Former President Donald J. Trump said in an address to an evangelical group that he had suggested starting a sports league for migrants to fight one another.
Appearing at the Faith & Freedom Coalition’s conference in Washington on Saturday, Mr. Trump described migrants with the dehumanizing terms he often uses to refer to them, saying they were “tough,” “come from prisons” and are “nasty, mean.”
Mr. Trump then said that he had suggested to Dana White, an ally of the former president’s who is the chief executive of the Ultimate Fighting Championship, “Why don’t you set up a migrant league of fighters?”
He continued, referring to the U.F.C.: “And then you have the champion of your league — these are the greatest fighters in the world — fight the champion of the migrants? I think the migrant guy might win! That’s how tough they are.”
Mr. Trump said that Mr. White “didn’t like the idea too much.” But, he added, “It’s not the worst idea I’ve ever had. These are tough people.”

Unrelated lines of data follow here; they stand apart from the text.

// 🧹 Line Sanitizer - normalize one line of chat text before scanning
//
// Farm workers type on phones: trailing dots, bullets, double spaces and
// random capitals are the norm. Every grammar scans the sanitized form.

/// Characters dropped from either end of a line
const BOUNDARY_PUNCTUATION: &[char] = &[
    '.', ',', ';', ':', '!', '?', '-', '*', '•', '"', '\'', '`', '_', '(', ')', '[', ']',
];

fn is_boundary(c: char) -> bool {
    c.is_whitespace() || BOUNDARY_PUNCTUATION.contains(&c)
}

/// A leading '-' directly followed by a digit is a sign, not a bullet
fn starts_with_sign(s: &str) -> bool {
    let mut chars = s.chars();
    chars.next() == Some('-') && chars.next().is_some_and(|c| c.is_ascii_digit())
}

fn trim_leading(raw: &str) -> &str {
    let mut rest = raw;
    while let Some(c) = rest.chars().next() {
        if !is_boundary(c) || starts_with_sign(rest) {
            break;
        }
        rest = &rest[c.len_utf8()..];
    }
    rest
}

/// Normalize a raw line: trim whitespace and boundary punctuation,
/// fold to lower case, collapse inner whitespace runs to one space.
///
/// Idempotent: `sanitize_line(&sanitize_line(x)) == sanitize_line(x)`.
pub fn sanitize_line(raw: &str) -> String {
    let trimmed = trim_leading(raw).trim_end_matches(is_boundary);

    trimmed
        .to_lowercase()
        .split_whitespace()
        .collect::<Vec<_>>()
        .join(" ")
}

/// Split a delimiter-separated list ("a, b ,c") into trimmed, non-empty tokens
pub fn split_and_trim(list: &str) -> Vec<String> {
    list.split(',')
        .map(|s| s.trim())
        .filter(|s| !s.is_empty())
        .map(|s| s.to_string())
        .collect()
}

/// Whitespace tokens of an already sanitized line
pub fn tokens(line: &str) -> Vec<&str> {
    line.split_whitespace().collect()
}

/// Parse a strictly positive integer field (tags, dams)
pub fn parse_positive(token: &str) -> Option<i64> {
    token.parse::<i64>().ok().filter(|n| *n > 0)
}

/// Parse a `day/month` field into its two numbers
pub fn parse_day_month(token: &str) -> Option<(u32, u32)> {
    let (day, month) = token.split_once('/')?;
    Some((day.parse().ok()?, month.parse().ok()?))
}

#[cfg(test)]
mod tests {
    use super::*;

    #[test]
    fn test_sanitize_trims_and_lowercases() {
        assert_eq!(sanitize_line("  88888 M Cruzado  "), "88888 m cruzado");
        assert_eq!(sanitize_line("Jupiter"), "jupiter");
        assert_eq!(sanitize_line("- 1234   f  Angus."), "1234 f angus");
    }

    #[test]
    fn test_sanitize_keeps_leading_sign() {
        assert_eq!(sanitize_line("- 5 m angus"), "5 m angus");
        assert_eq!(sanitize_line("-5 m angus"), "-5 m angus");
        assert_eq!(sanitize_line("  * -5 m angus"), "-5 m angus");
        assert_eq!(sanitize_line("--x"), "x");
        assert_eq!(sanitize_line("-"), "");
    }

    #[test]
    fn test_sanitize_keeps_inner_punctuation() {
        assert_eq!(sanitize_line("99 m Sta.Zelia"), "99 m sta.zelia");
        assert_eq!(sanitize_line("15/3 -4c"), "15/3 -4c");
    }

    #[test]
    fn test_sanitize_empty_and_noise() {
        assert_eq!(sanitize_line(""), "");
        assert_eq!(sanitize_line("   "), "");
        assert_eq!(sanitize_line(" ... !! "), "");
    }

    #[test]
    fn test_sanitize_is_idempotent() {
        let samples = [
            "",
            "  88888 M Cruzado  ",
            "*. bezerro 12 F nelore ;",
            "\t15/3   20 MM.",
            " ' quoted area ' ",
            "ÁREA Espírito Santo!",
            "-5 m angus",
            "- -5 m angus.",
        ];

        for sample in samples {
            let once = sanitize_line(sample);
            assert_eq!(sanitize_line(&once), once, "not idempotent for {:?}", sample);
        }
    }

    #[test]
    fn test_split_and_trim() {
        assert_eq!(split_and_trim("cruzado, cruzada ,x"), vec!["cruzado", "cruzada", "x"]);
        assert!(split_and_trim(" , ").is_empty());
    }

    #[test]
    fn test_field_parsers() {
        assert_eq!(parse_positive("12"), Some(12));
        assert_eq!(parse_positive("0"), None);
        assert_eq!(parse_positive("-3"), None);
        assert_eq!(parse_positive("abc"), None);
        assert_eq!(parse_day_month("15/3"), Some((15, 3)));
        assert_eq!(parse_day_month("15-3"), None);
        assert_eq!(parse_day_month("x/3"), None);
    }
}
// Zap Manejo - Webhook Server
// Receives WhatsApp Cloud API notifications and answers in chat

use anyhow::{Context, Result};
use rusqlite::Connection;
use std::sync::Arc;
use tracing_subscriber::{layer::SubscriberExt, util::SubscriberInitExt};
use zap_manejo::server::{router, AppState};
use zap_manejo::{sender_from_config, setup_database, Config, MessageSender};

fn main() -> Result<()> {
    // Initialize logging
    tracing_subscriber::registry()
        .with(
            tracing_subscriber::EnvFilter::try_from_default_env()
                .unwrap_or_else(|_| "zap_manejo=info,tower_http=info".into()),
        )
        .with(tracing_subscriber::fmt::layer())
        .init();

    tracing::info!("🌐 Zap Manejo - Webhook Server v{}", zap_manejo::VERSION);

    let config = Config::from_env()?;

    let conn = Connection::open(&config.db_path)
        .with_context(|| format!("Failed to open database {:?}", config.db_path))?;
    setup_database(&conn)?;
    tracing::info!(path = ?config.db_path, "Database opened");

    // The blocking Graph API client must be built (and dropped) outside the runtime
    let sender: Arc<dyn MessageSender> = Arc::from(sender_from_config(&config)?);
    let state = AppState::new(conn, sender.clone(), config.hub_token.clone());

    let runtime = tokio::runtime::Runtime::new().context("Failed to start tokio runtime")?;
    let result = runtime.block_on(serve(config, state));
    drop(sender);
    result
}

async fn serve(config: Config, state: AppState) -> Result<()> {
    if config.hub_token.is_none() {
        tracing::warn!("HUB_TOKEN not set, webhook subscription challenges will be refused");
    }

    let listener = tokio::net::TcpListener::bind(config.bind_addr)
        .await
        .with_context(|| format!("Failed to bind to {}", config.bind_addr))?;

    tracing::info!("🚀 Server running on http://{}", config.bind_addr);
    tracing::info!("   Webhook: http://{}/chat/message", config.bind_addr);

    axum::serve(listener, router(state))
        .await
        .context("Server error")?;

    Ok(())
}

Mr. White, asked about Mr. Trump’s comment at a U.F.C. event on Saturday, confirmed that the former president had made the proposal, but said, “It was a joke, it was a joke. I saw everybody going crazy online. But yeah, he did say it.”
The Biden campaign denounced Mr. Trump’s comments, attacking what it called “a rambling, confused tirade,” at what it said was intended to be “a conference for Christian values.”
“Trump’s incoherent, unhinged tirade showed voters in his own words that he is a threat to our freedoms and is too dangerous to be let anywhere near the White House again,” Sarafina Chitika, a spokeswoman for the Biden campaign, said in a statement.